Tuesday’s Republican Primary elections in Texas brought the defeat of one prominent member of the far-right faction on the State Board of Education — Gail Lowe, R-Lampasas. But two other Texas politicians prominent on the far right also appear to have been too extreme even for GOP voters.
One was state Rep. Leo Berman, R-Tyler, in District 6. “Birther” Berman questions, among other things, whether President Obama was born in the United States. During the 2011 legislative session, Berman proposed a bill that would require presidential candidates to present their American birth certificates to prove they are eligible to be on the presidential ballot in Texas. But Berman also argued that the birth certificate from Hawaii that President Obama has already made public is fraudulent. In 2010 Berman told the crowd at a Glenn Beck rally in Tyler that “I believe that Barack Obama is God’s punishment on us today.”
Berman also fears that Muslims are taking over. During the 2011 legislative session, Berman tried, and failed, four times to pass a law that he argued would protect Texans from the mythical threat of Islamic law. Apparently, the Constitution’s protections weren’t good enough for him.
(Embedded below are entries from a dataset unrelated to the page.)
//! Serializer adapter that leaves out struct fields holding `None`.
//!
//! `quick-xml` writes a `None` field as an empty element, which reads back
//! as `Some` of an empty value. Wrapping a payload in [`SkipNone`] drops such
//! fields from the document instead, at every nesting level.

use serde::ser::{
    self, Impossible, Serialize, SerializeMap, SerializeSeq, SerializeStruct,
    SerializeStructVariant, SerializeTuple, SerializeTupleStruct, SerializeTupleVariant,
    Serializer,
};
use thiserror::Error;

/// Serializes the wrapped value, skipping struct fields that are `None`.
pub struct SkipNone<'a, T: ?Sized>(pub &'a T);

impl<T> Serialize for SkipNone<'_, T>
where
    T: Serialize + ?Sized,
{
    fn serialize<S: Serializer>(&self, serializer: S) -> Result<S::Ok, S::Error> {
        self.0.serialize(Adapter(serializer))
    }
}

fn is_none<T: Serialize + ?Sized>(value: &T) -> bool {
    value.serialize(NoneCheck).is_ok()
}

struct Adapter<S>(S);

impl<S: Serializer> Serializer for Adapter<S> {
    type Ok = S::Ok;
    type Error = S::Error;
    type SerializeSeq = Adapter<S::SerializeSeq>;
    type SerializeTuple = Adapter<S::SerializeTuple>;
    type SerializeTupleStruct = Adapter<S::SerializeTupleStruct>;
    type SerializeTupleVariant = Adapter<S::SerializeTupleVariant>;
    type SerializeMap = Adapter<S::SerializeMap>;
    type SerializeStruct = Adapter<S::SerializeStruct>;
    type SerializeStructVariant = Adapter<S::SerializeStructVariant>;

    fn serialize_bool(self, v: bool) -> Result<S::Ok, S::Error> {
        self.0.serialize_bool(v)
    }

    fn serialize_i8(self, v: i8) -> Result<S::Ok, S::Error> {
        self.0.serialize_i8(v)
    }

    fn serialize_i16(self, v: i16) -> Result<S::Ok, S::Error> {
        self.0.serialize_i16(v)
    }

    fn serialize_i32(self, v: i32) -> Result<S::Ok, S::Error> {
        self.0.serialize_i32(v)
    }

    fn serialize_i64(self, v: i64) -> Result<S::Ok, S::Error> {
        self.0.serialize_i64(v)
    }

    fn serialize_i128(self, v: i128) -> Result<S::Ok, S::Error> {
        self.0.serialize_i128(v)
    }

    fn serialize_u8(self, v: u8) -> Result<S::Ok, S::Error> {
        self.0.serialize_u8(v)
    }

    fn serialize_u16(self, v: u16) -> Result<S::Ok, S::Error> {
        self.0.serialize_u16(v)
    }

    fn serialize_u32(self, v: u32) -> Result<S::Ok, S::Error> {
        self.0.serialize_u32(v)
    }

    fn serialize_u64(self, v: u64) -> Result<S::Ok, S::Error> {
        self.0.serialize_u64(v)
    }

    fn serialize_u128(self, v: u128) -> Result<S::Ok, S::Error> {
        self.0.serialize_u128(v)
    }

    fn serialize_f32(self, v: f32) -> Result<S::Ok, S::Error> {
        self.0.serialize_f32(v)
    }

    fn serialize_f64(self, v: f64) -> Result<S::Ok, S::Error> {
        self.0.serialize_f64(v)
    }

    fn serialize_char(self, v: char) -> Result<S::Ok, S::Error> {
        self.0.serialize_char(v)
    }

    fn serialize_str(self, v: &str) -> Result<S::Ok, S::Error> {
        self.0.serialize_str(v)
    }

    fn serialize_bytes(self, v: &[u8]) -> Result<S::Ok, S::Error> {
        self.0.serialize_bytes(v)
    }

    fn serialize_none(self) -> Result<S::Ok, S::Error> {
        self.0.serialize_none()
    }

    fn serialize_some<T: Serialize + ?Sized>(self, value: &T) -> Result<S::Ok, S::Error> {
        self.0.serialize_some(&SkipNone(value))
    }

    fn serialize_unit(self) -> Result<S::Ok, S::Error> {
        self.0.serialize_unit()
    }

    fn serialize_unit_struct(self, name: &'static str) -> Result<S::Ok, S::Error> {
        self.0.serialize_unit_struct(name)
    }

    fn serialize_unit_variant(
        self,
        name: &'static str,
        variant_index: u32,
        variant: &'static str,
    ) -> Result<S::Ok, S::Error> {
        self.0.serialize_unit_variant(name, variant_index, variant)
    }

    fn serialize_newtype_struct<T: Serialize + ?Sized>(
        self,
        name: &'static str,
        value: &T,
    ) -> Result<S::Ok, S::Error> {
        self.0.serialize_newtype_struct(name, &SkipNone(value))
    }

    fn serialize_newtype_variant<T: Serialize + ?Sized>(
        self,
        name: &'static str,
        variant_index: u32,
        variant: &'static str,
        value: &T,
    ) -> Result<S::Ok, S::Error> {
        self.0
            .serialize_newtype_variant(name, variant_index, variant, &SkipNone(value))
    }

    fn serialize_seq(self, len: Option<usize>) -> Result<Self::SerializeSeq, S::Error> {
        self.0.serialize_seq(len).map(Adapter)
    }

    fn serialize_tuple(self, len: usize) -> Result<Self::SerializeTuple, S::Error> {
        self.0.serialize_tuple(len).map(Adapter)
    }

    fn serialize_tuple_struct(
        self,
        name: &'static str,
        len: usize,
    ) -> Result<Self::SerializeTupleStruct, S::Error> {
        self.0.serialize_tuple_struct(name, len).map(Adapter)
    }

    fn serialize_tuple_variant(
        self,
        name: &'static str,
        variant_index: u32,
        variant: &'static str,
        len: usize,
    ) -> Result<Self::SerializeTupleVariant, S::Error> {
        self.0
            .serialize_tuple_variant(name, variant_index, variant, len)
            .map(Adapter)
    }

    fn serialize_map(self, len: Option<usize>) -> Result<Self::SerializeMap, S::Error> {
        self.0.serialize_map(len).map(Adapter)
    }

    fn serialize_struct(
        self,
        name: &'static str,
        len: usize,
    ) -> Result<Self::SerializeStruct, S::Error> {
        self.0.serialize_struct(name, len).map(Adapter)
    }

    fn serialize_struct_variant(
        self,
        name: &'static str,
        variant_index: u32,
        variant: &'static str,
        len: usize,
    ) -> Result<Self::SerializeStructVariant, S::Error> {
        self.0
            .serialize_struct_variant(name, variant_index, variant, len)
            .map(Adapter)
    }

    fn is_human_readable(&self) -> bool {
        self.0.is_human_readable()
    }
}

impl<S: SerializeSeq> SerializeSeq for Adapter<S> {
    type Ok = S::Ok;
    type Error = S::Error;

    fn serialize_element<T: Serialize + ?Sized>(&mut self, value: &T) -> Result<(), S::Error> {
        self.0.serialize_element(&SkipNone(value))
    }

    fn end(self) -> Result<S::Ok, S::Error> {
        self.0.end()
    }
}

impl<S: SerializeTuple> SerializeTuple for Adapter<S> {
    type Ok = S::Ok;
    type Error = S::Error;

    fn serialize_element<T: Serialize + ?Sized>(&mut self, value: &T) -> Result<(), S::Error> {
        self.0.serialize_element(&SkipNone(value))
    }

    fn end(self) -> Result<S::Ok, S::Error> {
        self.0.end()
    }
}

impl<S: SerializeTupleStruct> SerializeTupleStruct for Adapter<S> {
    type Ok = S::Ok;
    type Error = S::Error;

    fn serialize_field<T: Serialize + ?Sized>(&mut self, value: &T) -> Result<(), S::Error> {
        self.0.serialize_field(&SkipNone(value))
    }

    fn end(self) -> Result<S::Ok, S::Error> {
        self.0.end()
    }
}

impl<S: SerializeTupleVariant> SerializeTupleVariant for Adapter<S> {
    type Ok = S::Ok;
    type Error = S::Error;

    fn serialize_field<T: Serialize + ?Sized>(&mut self, value: &T) -> Result<(), S::Error> {
        self.0.serialize_field(&SkipNone(value))
    }

    fn end(self) -> Result<S::Ok, S::Error> {
        self.0.end()
    }
}

impl<S: SerializeMap> SerializeMap for Adapter<S> {
    type Ok = S::Ok;
    type Error = S::Error;

    fn serialize_key<T: Serialize + ?Sized>(&mut self, key: &T) -> Result<(), S::Error> {
        self.0.serialize_key(&SkipNone(key))
    }

    fn serialize_value<T: Serialize + ?Sized>(&mut self, value: &T) -> Result<(), S::Error> {
        self.0.serialize_value(&SkipNone(value))
    }

    fn end(self) -> Result<S::Ok, S::Error> {
        self.0.end()
    }
}

impl<S: SerializeStruct> SerializeStruct for Adapter<S> {
    type Ok = S::Ok;
    type Error = S::Error;

    fn serialize_field<T: Serialize + ?Sized>(
        &mut self,
        key: &'static str,
        value: &T,
    ) -> Result<(), S::Error> {
        if is_none(value) {
            self.0.skip_field(key)
        } else {
            self.0.serialize_field(key, &SkipNone(value))
        }
    }

    fn skip_field(&mut self, key: &'static str) -> Result<(), S::Error> {
        self.0.skip_field(key)
    }

    fn end(self) -> Result<S::Ok, S::Error> {
        self.0.end()
    }
}

impl<S: SerializeStructVariant> SerializeStructVariant for Adapter<S> {
    type Ok = S::Ok;
    type Error = S::Error;

    fn serialize_field<T: Serialize + ?Sized>(
        &mut self,
        key: &'static str,
        value: &T,
    ) -> Result<(), S::Error> {
        if is_none(value) {
            self.0.skip_field(key)
        } else {
            self.0.serialize_field(key, &SkipNone(value))
        }
    }

    fn skip_field(&mut self, key: &'static str) -> Result<(), S::Error> {
        self.0.skip_field(key)
    }

    fn end(self) -> Result<S::Ok, S::Error> {
        self.0.end()
    }
}

/// Returned by [`NoneCheck`] for anything but `None`.
#[derive(Debug, Error)]
#[error("value is present")]
struct Present;

impl ser::Error for Present {
    fn custom<T: std::fmt::Display>(_msg: T) -> Self {
        Self
    }
}

/// Succeeds only when the checked value serializes as `None`.
struct NoneCheck;

macro_rules! present {
    ($($method:ident($ty:ty)),* $(,)?) => {
        $(
            fn $method(self, _: $ty) -> Result<(), Present> {
                Err(Present)
            }
        )*
    };
}

impl Serializer for NoneCheck {
    type Ok = ();
    type Error = Present;
    type SerializeSeq = Impossible<(), Present>;
    type SerializeTuple = Impossible<(), Present>;
    type SerializeTupleStruct = Impossible<(), Present>;
    type SerializeTupleVariant = Impossible<(), Present>;
    type SerializeMap = Impossible<(), Present>;
    type SerializeStruct = Impossible<(), Present>;
    type SerializeStructVariant = Impossible<(), Present>;

    present!(
        serialize_bool(bool),
        serialize_i8(i8),
        serialize_i16(i16),
        serialize_i32(i32),
        serialize_i64(i64),
        serialize_i128(i128),
        serialize_u8(u8),
        serialize_u16(u16),
        serialize_u32(u32),
        serialize_u64(u64),
        serialize_u128(u128),
        serialize_f32(f32),
        serialize_f64(f64),
        serialize_char(char),
        serialize_str(&str),
        serialize_bytes(&[u8]),
        serialize_unit_struct(&'static str),
    );

    fn serialize_none(self) -> Result<(), Present> {
        Ok(())
    }

    fn serialize_some<T: Serialize + ?Sized>(self, _: &T) -> Result<(), Present> {
        Err(Present)
    }

    fn serialize_unit(self) -> Result<(), Present> {
        Err(Present)
    }

    fn serialize_unit_variant(self, _: &'static str, _: u32, _: &'static str) -> Result<(), Present> {
        Err(Present)
    }

    fn serialize_newtype_struct<T: Serialize + ?Sized>(
        self,
        _: &'static str,
        _: &T,
    ) -> Result<(), Present> {
        Err(Present)
    }

    fn serialize_newtype_variant<T: Serialize + ?Sized>(
        self,
        _: &'static str,
        _: u32,
        _: &'static str,
        _: &T,
    ) -> Result<(), Present> {
        Err(Present)
    }

    fn serialize_seq(self, _: Option<usize>) -> Result<Self::SerializeSeq, Present> {
        Err(Present)
    }

    fn serialize_tuple(self, _: usize) -> Result<Self::SerializeTuple, Present> {
        Err(Present)
    }

    fn serialize_map(self, _: Option<usize>) -> Result<Self::SerializeMap, Present> {
        Err(Present)
    }

    fn serialize_tuple_struct(
        self,
        _: &'static str,
        _: usize,
    ) -> Result<Self::SerializeTupleStruct, Present> {
        Err(Present)
    }

    fn serialize_tuple_variant(
        self,
        _: &'static str,
        _: u32,
        _: &'static str,
        _: usize,
    ) -> Result<Self::SerializeTupleVariant, Present> {
        Err(Present)
    }

    fn serialize_struct(self, _: &'static str, _: usize) -> Result<Self::SerializeStruct, Present> {
        Err(Present)
    }

    fn serialize_struct_variant(
        self,
        _: &'static str,
        _: u32,
        _: &'static str,
        _: usize,
    ) -> Result<Self::SerializeStructVariant, Present> {
        Err(Present)
    }
}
State Rep. Wayne Christian, R-Center, also lost his bid for re-election in District 9. Christian has long been a favorite of religious-right groups. A year ago, for example, Christian openly acknowledged why he and fellow legislators were so focused on slashing funds for women’s health care and family planning while also forcing women seeking an abortion to undergo an invasive vaginal sonogram first: “Of course it’s a war on birth control, abortion, everything — that’s what family planning is supposed to be about.” Christian has also often carried the anti-gay flag in the Legislature. Last year he pushed legislation (unsuccessfully) to defund centers serving women and LGBT communities on college campuses. He worried that such centers simply encourage “alternative sexual practices.”
Of course, plenty of hard-right politicians will return (or join) the Texas Legislature next year. But it’s good to know that at least some Republican voters have limits on what they will tolerate.